Efficiency of polyethylenimines and polyethylenimine-graft-poly (ethylene glycol) block copolymers to protect oligonucleotides against enzymatic degradation.

Enzymatic instability of oligonucleotides (ON) is one of the major drawbacks of this new class of therapeutic agents. The development of safe, efficient delivery systems capable of stabilizing and protecting these molecules within the formulation, as well as during application, is a challenge in modern gene therapy. In the present study, polyethylenimine (PEI) of different molecular weights and PEGylated PEI block copolymers (PEI-g-PEG) were investigated with regard to their protective properties when complexes with chemically unmodified DNA (d-ON) and RNA (r-ON) oligonucleotides. PEI/ON complexes were incubated with different amounts of serum or nucleases. The influence of pH on the stability was studied and the integrity of the ON was determined by gel electrophoresis. The amount of stable ON within the gels was quantified via densitometric analysis. PEI homopolymers ranging from 800 to 2 kDa protected both types of ON very efficiently, whereas PEI 0.8 kDa demonstrated a slight decrease in protection. The PEGylated PEI derivatives generally protected ON as efficiently as the PEI homopolymers.

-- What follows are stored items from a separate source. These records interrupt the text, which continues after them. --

//! Overlap reclamation.
//!
//! Before any region of the buffer is (re)written — by reception, by
//! the landing-zone pre-clear after a finished frame, or by transmit
//! staging — every task still pointing into that region must be
//! evicted, oldest first, so no consumer is ever handed bytes that have
//! since been overwritten.
//!
//! Because the task stacks are FIFOs populated in address-monotonic
//! order (modulo the wrap logic, which clears as it goes), checking the
//! head of each stack suffices: if the oldest entry is outside the
//! window, every newer one is too.

use log::warn;

use super::MsgAlloc;
use crate::error::{Error, Result};

/// Window membership, inclusive of both ends — the claimed region's
/// `to` is the first byte after the write, but a task starting exactly
/// there still loses its preceding bytes.
fn in_window(offset: usize, from: usize, to: usize) -> bool {
    offset >= from && offset <= to
}

impl<const BUF: usize, const TASKS: usize> MsgAlloc<BUF, TASKS> {
    /// Evict every task whose frame lies inside `[from, to]`, counting
    /// each as a drop.
    ///
    /// Fails only when `to` runs past the buffer; the caller is
    /// responsible for wrapping first and the failure is never surfaced
    /// to library users.
    pub(crate) fn clear_msg_space(&mut self, from: usize, to: usize) -> Result<()> {
        if to > BUF {
            return Err(Error::WontFit);
        }

        if let Some(used) = self.used_msg {
            if in_window(used, from, to) {
                self.used_msg = None;
                self.stats.count_drop();
                warn!("frame in use at offset {} reclaimed", used);
            }
        }

        while let Some(task) = self.endpoint_tasks.first().copied() {
            if !in_window(task.slot, from, to) {
                break;
            }
            self.endpoint_tasks.remove_at(0);
            self.stats.count_drop();
            warn!("delivery task for frame at offset {} reclaimed", task.slot);
        }

        while let Some(offset) = self.rx_tasks.first().copied() {
            if !in_window(offset, from, to) {
                break;
            }
            self.rx_tasks.remove_at(0);
            self.stats.count_drop();
            warn!("unread frame at offset {} reclaimed", offset);
        }

        Ok(())
    }
}

#[cfg(test)]
mod tests {
    use super::super::tasks::EndpointTask;
    use super::*;
    use crate::msg::EndpointId;

    type SmallAlloc = MsgAlloc<64, 4>;

    #[test]
    fn window_past_buffer_end_fails() {
        let mut alloc = SmallAlloc::new();
        assert_eq!(alloc.clear_msg_space(0, 65), Err(Error::WontFit));
        assert!(alloc.clear_msg_space(0, 64).is_ok());
    }

    #[test]
    fn used_msg_inside_window_is_nulled_and_counted() {
        let mut alloc = SmallAlloc::new();
        alloc.used_msg = Some(20);
        alloc.clear_msg_space(10, 30).unwrap();
        assert!(alloc.used_msg.is_none());
        assert_eq!(alloc.stats().dropped_msgs, 1);
    }

    #[test]
    fn used_msg_outside_window_survives() {
        let mut alloc = SmallAlloc::new();
        alloc.used_msg = Some(40);
        alloc.clear_msg_space(10, 30).unwrap();
        assert_eq!(alloc.used_msg, Some(40));
        assert_eq!(alloc.stats().dropped_msgs, 0);
    }

    #[test]
    fn only_head_tasks_inside_the_window_are_evicted() {
        let mut alloc = SmallAlloc::new();
        alloc.rx_tasks.push_evict(8);
        alloc.rx_tasks.push_evict(20);
        alloc.rx_tasks.push_evict(40);

        alloc.clear_msg_space(0, 25).unwrap();
        assert_eq!(alloc.rx_pending_count(), 1);
        assert_eq!(alloc.rx_tasks.first(), Some(&40));
        assert_eq!(alloc.stats().dropped_msgs, 2);
    }

    #[test]
    fn endpoint_tasks_are_swept_before_rx_tasks() {
        let mut alloc = SmallAlloc::new();
        alloc.rx_tasks.push_evict(4);
        alloc.endpoint_tasks.push_evict(EndpointTask {
            slot: 4,
            endpoint: EndpointId(1),
        });
        alloc.endpoint_tasks.push_evict(EndpointTask {
            slot: 4,
            endpoint: EndpointId(2),
        });

        alloc.clear_msg_space(0, 16).unwrap();
        assert_eq!(alloc.endpoint_task_count(), 0);
        assert_eq!(alloc.rx_pending_count(), 0);
        assert_eq!(alloc.stats().dropped_msgs, 3);
    }

    #[test]
    fn window_ends_are_inclusive() {
        let mut alloc = SmallAlloc::new();
        alloc.rx_tasks.push_evict(10);
        alloc.clear_msg_space(10, 10).unwrap();
        assert_eq!(alloc.rx_pending_count(), 0);
    }
}
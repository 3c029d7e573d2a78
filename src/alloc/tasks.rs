//! Consumer surface — interpretation and per-endpoint delivery.
//!
//! The interpretation loop pulls raw frames with
//! [`pull_rx_task`](MsgAlloc::pull_rx_task), routes them, and fans each
//! out to its target endpoints with
//! [`alloc_endpoint_task`](MsgAlloc::alloc_endpoint_task) — several
//! delivery tasks may reference the same frame. The application loop
//! then pulls per endpoint. All of this runs in main context and may be
//! preempted by reception between any two operations.

use log::warn;

use super::{MsgAlloc, MsgSlot};
use crate::error::{Error, Result};
use crate::msg::EndpointId;

/// One pending delivery: a frame and the endpoint it is routed to.
#[derive(Debug, Clone, Copy, Default, PartialEq, Eq)]
pub struct EndpointTask {
    pub(crate) slot: usize,
    pub(crate) endpoint: EndpointId,
}

impl EndpointTask {
    /// The referenced frame.
    pub fn slot(&self) -> MsgSlot {
        MsgSlot(self.slot)
    }

    /// The destination endpoint.
    pub fn endpoint(&self) -> EndpointId {
        self.endpoint
    }
}

impl<const BUF: usize, const TASKS: usize> MsgAlloc<BUF, TASKS> {
    /// Pull the oldest frame awaiting interpretation.
    pub fn pull_rx_task(&mut self) -> Result<MsgSlot> {
        match self.rx_tasks.first().copied() {
            Some(offset) => {
                self.rx_tasks.remove_at(0);
                Ok(MsgSlot(offset))
            }
            None => Err(Error::NoTask),
        }
    }

    /// Route a frame to one endpoint. Called once per target endpoint
    /// by the routing collaborator; a full stack evicts the oldest
    /// delivery and counts a drop.
    pub fn alloc_endpoint_task(&mut self, endpoint: EndpointId, slot: MsgSlot) {
        debug_assert!(slot.0 < BUF);
        if self.endpoint_tasks.push_evict(EndpointTask {
            slot: slot.0,
            endpoint,
        }) {
            self.stats.count_drop();
            warn!("delivery stack full, oldest delivery dropped");
        }
        self.stats
            .update_endpoint_watermark(self.endpoint_tasks.len(), TASKS);
    }

    /// Pull the oldest delivery task addressed to `endpoint`. Marks the
    /// frame as in use until [`release_used_msg`](Self::release_used_msg).
    pub fn pull_endpoint_msg(&mut self, endpoint: EndpointId) -> Result<MsgSlot> {
        for index in 0..self.endpoint_tasks.len() {
            let Some(task) = self.endpoint_tasks.get(index).copied() else {
                break;
            };
            if task.endpoint == endpoint {
                self.used_msg = Some(task.slot);
                self.endpoint_tasks.remove_at(index);
                return Ok(MsgSlot(task.slot));
            }
        }
        Err(Error::NoTaskForEndpoint)
    }

    /// Pull the delivery task at `index`, regardless of endpoint.
    /// Marks the frame as in use.
    pub fn pull_endpoint_task(&mut self, index: usize) -> Result<MsgSlot> {
        let Some(task) = self.endpoint_tasks.get(index).copied() else {
            return Err(Error::IndexOutOfRange);
        };
        self.used_msg = Some(task.slot);
        self.endpoint_tasks.remove_at(index);
        Ok(MsgSlot(task.slot))
    }

    /// Read the delivery task at `index` without removing it.
    pub fn peek_endpoint_task(&self, index: usize) -> Result<EndpointTask> {
        self.endpoint_tasks
            .get(index)
            .copied()
            .ok_or(Error::IndexOutOfRange)
    }

    /// Command byte of the frame referenced by the delivery task at
    /// `index`.
    pub fn endpoint_task_cmd(&self, index: usize) -> Result<u8> {
        let task = self.peek_endpoint_task(index)?;
        Ok(self.header_at(task.slot).cmd)
    }

    /// Source id of the frame referenced by the delivery task at
    /// `index`.
    pub fn endpoint_task_source(&self, index: usize) -> Result<u16> {
        let task = self.peek_endpoint_task(index)?;
        Ok(self.header_at(task.slot).source)
    }

    /// Declared payload size of the frame referenced by the delivery
    /// task at `index`.
    pub fn endpoint_task_size(&self, index: usize) -> Result<u16> {
        let task = self.peek_endpoint_task(index)?;
        Ok(self.header_at(task.slot).size)
    }

    /// Remove every delivery task referencing `slot` — used when a
    /// downstream decision invalidates a whole fan-out.
    pub fn clear_endpoint_tasks_for(&mut self, slot: MsgSlot) {
        let mut index = 0;
        while index < self.endpoint_tasks.len() {
            let Some(task) = self.endpoint_tasks.get(index).copied() else {
                break;
            };
            if task.slot == slot.0 {
                self.endpoint_tasks.remove_at(index);
            } else {
                index += 1;
            }
        }
    }

    /// The consumer is done reading the frame it last pulled.
    pub fn release_used_msg(&mut self) {
        self.used_msg = None;
    }
}
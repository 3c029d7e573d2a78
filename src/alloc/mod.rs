//! Single-buffer message allocator.
//!
//! Every inbound byte from the wire lands here, every outbound frame is
//! staged here, and every consumer observes the world through the task
//! stacks this module maintains.
//!
//! ```text
//! ┌─────────────┐ write_byte ┌─────────────────────────────────────┐
//! │ Wire ISR    │───────────▶│            message buffer           │
//! │ (producer)  │ msg_complete│  [frame][frame][frame → …        ] │
//! └─────────────┘            └─────────────────────────────────────┘
//!                                │ offsets          ▲ stage_tx
//!                    ┌───────────┼───────────┐      │
//!                    ▼           ▼           ▼      │
//!               rx_tasks   endpoint_tasks  tx_tasks │
//!                    │           │           │      │
//!                    ▼           ▼           ▼      │
//!              interpreter   app loop    wire driver┘   (main loop)
//! ```
//!
//! ## Execution contexts
//!
//! Exactly two contexts touch the allocator, and the discipline is the
//! integrating firmware's to uphold:
//!
//! - **ISR context** (producer): [`write_byte`](MsgAlloc::write_byte),
//!   [`header_received`](MsgAlloc::header_received),
//!   [`msg_complete`](MsgAlloc::msg_complete),
//!   [`msg_invalid`](MsgAlloc::msg_invalid). May preempt the main loop
//!   between any two instructions outside a critical section.
//! - **Main context** (consumers): every pull/peek/stage operation plus
//!   [`tick`](MsgAlloc::tick). Single-threaded, cooperative.
//!
//! The only synchronisation is the brief interrupt masking provided by
//! the `critical-section` crate; there are no locks, no atomics wider
//! than the masked regions, and no async suspension anywhere.
//!
//! Frame storage is reclaimed implicitly: when new traffic needs space
//! still referenced by a pending task, the oldest work is dropped and
//! counted in [`MemoryStats::dropped_msgs`].

mod reclaim;
mod rx;
mod stack;
mod tasks;
mod tx;

pub use tasks::EndpointTask;
pub use tx::TxTask;

use crate::config::{MAX_MSG_NB, MSG_BUFFER_SIZE};
use crate::msg::{CRC_SIZE, Header, Msg};
use crate::stats::MemoryStats;
use stack::TaskStack;

/// Handle to a complete frame inside the allocator's buffer.
///
/// A slot stays valid until the space is reclaimed by newer traffic;
/// a consumer holding one across loop iterations must expect the frame
/// it resolves to be dropped underneath it (see
/// [`MsgAlloc::release_used_msg`]).
#[derive(Debug, Clone, Copy, PartialEq, Eq)]
pub struct MsgSlot(pub(crate) usize);

impl MsgSlot {
    /// Buffer-relative byte offset of the frame.
    pub fn offset(self) -> usize {
        self.0
    }
}

/// The message allocator.
///
/// `BUF` is the byte capacity of the message buffer, `TASKS` the
/// capacity of each task stack; both default to the crate-level
/// configuration.
pub struct MsgAlloc<const BUF: usize = MSG_BUFFER_SIZE, const TASKS: usize = MAX_MSG_NB> {
    /// Backing storage for every in-flight and pending frame.
    buffer: [u8; BUF],

    // Reception cursor. All three are buffer-relative offsets with
    // current_msg <= data_ptr <= data_end_estimation <= BUF.
    /// Start of the frame currently being received (or the next one).
    current_msg: usize,
    /// Next byte to write.
    data_ptr: usize,
    /// One past the last byte the current frame is expected to occupy.
    data_end_estimation: usize,

    /// Deferred header relocation: source offset of header bytes that
    /// the main loop must copy to the buffer start.
    copy_task: Option<usize>,

    /// Complete frames awaiting interpretation, in arrival order.
    rx_tasks: TaskStack<usize, TASKS>,
    /// Frames routed to endpoints, awaiting delivery.
    endpoint_tasks: TaskStack<EndpointTask, TASKS>,
    /// Frames staged for transmission.
    tx_tasks: TaskStack<TxTask, TASKS>,

    /// Frame a consumer is currently reading; nulled (and counted as a
    /// drop) when reception is about to overwrite it.
    used_msg: Option<usize>,

    stats: MemoryStats,
}

impl<const BUF: usize, const TASKS: usize> Default for MsgAlloc<BUF, TASKS> {
    fn default() -> Self {
        Self::new()
    }
}

impl<const BUF: usize, const TASKS: usize> MsgAlloc<BUF, TASKS> {
    /// Create an empty allocator.
    pub fn new() -> Self {
        debug_assert!(BUF >= Header::SIZE + CRC_SIZE);
        debug_assert!(TASKS > 0);
        Self {
            buffer: [0; BUF],
            current_msg: 0,
            data_ptr: 0,
            data_end_estimation: Header::SIZE + CRC_SIZE,
            copy_task: None,
            rx_tasks: TaskStack::new(),
            endpoint_tasks: TaskStack::new(),
            tx_tasks: TaskStack::new(),
            used_msg: None,
            stats: MemoryStats::default(),
        }
    }

    /// Drop all pending work and statistics; cursors return to the
    /// buffer start.
    pub fn reset(&mut self) {
        *self = Self::new();
    }

    /// Main-loop housekeeping. Call once per loop iteration.
    ///
    /// Updates the reception-stack watermark, then performs the header
    /// relocation deferred by the ISR, if one is armed: the header bytes
    /// of a frame that would have run past the buffer end are copied to
    /// offset 0, where the rest of the frame is already arriving.
    pub fn tick(&mut self) {
        self.stats.update_rx_watermark(self.rx_tasks.len(), TASKS);
        if let Some(src) = self.copy_task.take() {
            self.buffer.copy_within(src..src + Header::SIZE, 0);
            log::debug!("relocated header from offset {} to buffer start", src);
        }
    }

    // ── Observability ─────────────────────────────────────────────

    /// True when nothing is buffered at all: no byte of a frame under
    /// reception and no pending task in any stack.
    pub fn is_empty(&self) -> bool {
        self.data_ptr == self.current_msg
            && self.rx_tasks.is_empty()
            && self.endpoint_tasks.is_empty()
            && self.tx_tasks.is_empty()
    }

    /// Offset of the frame currently being received.
    pub fn current_msg(&self) -> usize {
        self.current_msg
    }

    /// Bytes of the current frame received so far.
    pub fn rx_progression(&self) -> usize {
        self.data_ptr - self.current_msg
    }

    /// True while a deferred header relocation is armed and the main
    /// loop has not yet performed it.
    pub fn header_copy_pending(&self) -> bool {
        self.copy_task.is_some()
    }

    /// True while a consumer holds a pulled frame that has not been
    /// released or invalidated.
    pub fn used_msg_active(&self) -> bool {
        self.used_msg.is_some()
    }

    /// Frames awaiting interpretation.
    pub fn rx_pending_count(&self) -> usize {
        self.rx_tasks.len()
    }

    /// Pending endpoint delivery tasks.
    pub fn endpoint_task_count(&self) -> usize {
        self.endpoint_tasks.len()
    }

    /// Frames staged for transmission.
    pub fn tx_pending_count(&self) -> usize {
        self.tx_tasks.len()
    }

    /// Memory-usage statistics since the last reset.
    pub fn stats(&self) -> &MemoryStats {
        &self.stats
    }

    /// Materialise the zero-copy view of a complete frame.
    pub fn msg(&self, slot: MsgSlot) -> Msg<'_> {
        let size = usize::from(self.header_at(slot.0).size);
        Msg::new(&self.buffer[slot.0..slot.0 + Header::SIZE + size])
    }

    // ── Internal ──────────────────────────────────────────────────

    /// Decode the header of the frame starting at `offset`.
    pub(crate) fn header_at(&self, offset: usize) -> Header {
        Header::parse(&self.buffer[offset..offset + Header::SIZE])
    }

    /// Cursor coherence, checked at the end of every producer-side
    /// mutation in debug builds.
    pub(crate) fn debug_check_cursor(&self) {
        debug_assert!(self.current_msg <= self.data_ptr);
        debug_assert!(self.data_ptr <= self.data_end_estimation);
        debug_assert!(self.data_end_estimation <= BUF);
    }
}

In particular, the PEI-g-PEG derivative containing 100 PEG chains of 550 Da yielded the highest protection efficiency for both d-ON and r-ON. In general, the highest protection could be achieved at pH 6.7. The ratio of polymer and ON (N/P ratio) also had a great impact on ON stability with higher N/P ratios achieving a better protection. In conclusion, PEIs showed advantageous protective properties for ON. The results of this study offer indications for a rational design of PEI derivatives for the protection and the delivery of ON.